- Artwork for Birmingham production
- Music: Bob Marley
- Lyrics: Bob Marley
- Book: Kwame Kwei-Armah
- Basis: The life and music of Bob Marley
- Premiere: 13 May 2015: Center Stage, Baltimore
- Productions: 2015 Baltimore 2017 Birmingham

= One Love: The Bob Marley Musical =

2015 musical written by Kwame Kwei-Armah

One Love: The Bob Marley Musical previously titled Marley is a musical based on the life and music of Bob Marley, written by Kwame Kwei-Armah.

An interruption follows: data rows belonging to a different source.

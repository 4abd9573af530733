/// 日志工具模块
///
/// 提供 tracing 初始化与批处理过程中的格式化输出辅助函数
use anyhow::Result;
use std::fs;
use tracing::info;
use tracing_subscriber::EnvFilter;

use crate::config::Config;

/// 初始化 tracing 订阅器（RUST_LOG 可覆盖级别，默认 info）
pub fn init() {
    let filter = EnvFilter::try_from_default_env().unwrap_or_else(|_| EnvFilter::new("info"));
    let _ = tracing_subscriber::fmt().with_env_filter(filter).try_init();
}

/// 初始化日志文件
pub fn init_log_file(log_file_path: &str) -> Result<()> {
    let log_header = format!(
        "{}\n组卷处理日志 - {}\n{}\n\n",
        "=".repeat(60),
        chrono::Local::now().format("%Y-%m-%d %H:%M:%S"),
        "=".repeat(60)
    );
    fs::write(log_file_path, log_header)?;
    Ok(())
}

/// 记录程序启动信息
pub fn log_startup(config: &Config) {
    info!("{}", "=".repeat(60));
    info!("🚀 程序启动 - 设计组卷批处理模式");
    info!("📂 数据库: {}", config.db_path);
    info!("📂 题库目录: {}", config.bank_folder);
    info!("📂 设计请求目录: {}", config.design_folder);
    info!("{}", "=".repeat(60));
}

/// 打印最终统计信息
pub fn print_final_stats(
    imported_questions: usize,
    success: usize,
    failed: usize,
    log_file_path: &str,
) {
    info!("\n{}", "=".repeat(60));
    info!("📊 全部处理完成统计");
    info!(
        "完成时间: {}",
        chrono::Local::now().format("%Y-%m-%d %H:%M:%S")
    );
    info!("{}", "=".repeat(60));
    info!("📥 导入题目: {}", imported_questions);
    info!("✅ 设计成功: {}/{}", success, success + failed);
    info!("❌ 设计失败: {}", failed);
    info!("{}", "=".repeat(60));
    info!("\n日志已保存至: {}", log_file_path);
}

/// 截断长文本用于日志显示
pub fn truncate_text(text: &str, max_len: usize) -> String {
    if text.chars().count() > max_len {
        text.chars().take(max_len).collect::<String>() + "..."
    } else {
        text.to_string()
    }
}
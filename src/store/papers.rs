//! 试卷表的查询与写入

use rusqlite::{params, Connection, OptionalExtension, Row};

use crate::error::AppResult;
use crate::models::design::PaperRecord;
use crate::store::{json_col, now_ts};

const COLUMNS: &str =
    "id, paper_code, design_id, q_codes, total_questions, total_time, created_by";

fn row_to_record(row: &Row<'_>) -> rusqlite::Result<PaperRecord> {
    let codes_raw: String = row.get(3)?;
    Ok(PaperRecord {
        id: row.get(0)?,
        paper_code: row.get(1)?,
        design_id: row.get(2)?,
        q_codes: json_col(codes_raw, 3)?,
        total_questions: row.get(4)?,
        total_time: row.get(5)?,
        created_by: row.get(6)?,
    })
}

pub fn insert(conn: &Connection, record: &PaperRecord) -> AppResult<i64> {
    conn.execute(
        "INSERT INTO question_papers (paper_code, design_id, q_codes, \
         total_questions, total_time, created_by, created_at) \
         VALUES (?1, ?2, ?3, ?4, ?5, ?6, ?7)",
        params![
            record.paper_code,
            record.design_id,
            serde_json::to_string(&record.q_codes)?,
            record.total_questions,
            record.total_time,
            record.created_by,
            now_ts(),
        ],
    )?;
    Ok(conn.last_insert_rowid())
}

pub fn find_by_code(conn: &Connection, code: &str) -> AppResult<Option<PaperRecord>> {
    let sql = format!(
        "SELECT {} FROM question_papers WHERE paper_code = ?1",
        COLUMNS
    );
    let row = conn.query_row(&sql, params![code], row_to_record).optional()?;
    Ok(row)
}

pub fn list_by_design(conn: &Connection, design_id: i64) -> AppResult<Vec<PaperRecord>> {
    let sql = format!(
        "SELECT {} FROM question_papers WHERE design_id = ?1 ORDER BY paper_code",
        COLUMNS
    );
    let mut stmt = conn.prepare(&sql)?;
    let rows = stmt.query_map(params![design_id], row_to_record)?;
    let mut out = Vec::new();
    for row in rows {
        out.push(row?);
    }
    Ok(out)
}

/// 移题后刷新试卷的编码序列与计数
pub fn update_codes(
    conn: &Connection,
    id: i64,
    q_codes: &[String],
    total_questions: u32,
) -> AppResult<()> {
    conn.execute(
        "UPDATE question_papers SET q_codes = ?1, total_questions = ?2 WHERE id = ?3",
        params![serde_json::to_string(q_codes)?, total_questions, id],
    )?;
    Ok(())
}

/// 删除一个设计名下的全部试卷（重新定稿/删除设计时）
pub fn delete_by_design(conn: &Connection, design_id: i64) -> AppResult<usize> {
    let deleted = conn.execute(
        "DELETE FROM question_papers WHERE design_id = ?1",
        params![design_id],
    )?;
    Ok(deleted)
}

pub fn delete_by_id(conn: &Connection, id: i64) -> AppResult<()> {
    conn.execute("DELETE FROM question_papers WHERE id = ?1", params![id])?;
    Ok(())
}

== Background and productions ==

=== Center Stage, Baltimore (2015) ===
The musical received its world premiere under the original name of Marley at Center Stage in Baltimore, Maryland, and ran from May 13 to June 14, 2015 with previews from May 8. It was directed by Center Stage artistic director and playwright Kwame Kwei-Armah, choreographed by Germaul Barnes, scenic design by Neil Patel, costume design by ESOSA, lighting design by Michelle Habeck and sound design by Shane Rettig. The cast included Mitchell Brunings as Bob Marley, Saycon Sengbloh as Rita Marley, Michael Luwoye as Peter Tosh, Howard W. Overshown as Michael Manley, David Heron as Tony Welsh, John- Andrew Morrison as Claudie Massop, Damian Thompson as Bunny Wailer and Michaela Waters as Cindy Breakspeare.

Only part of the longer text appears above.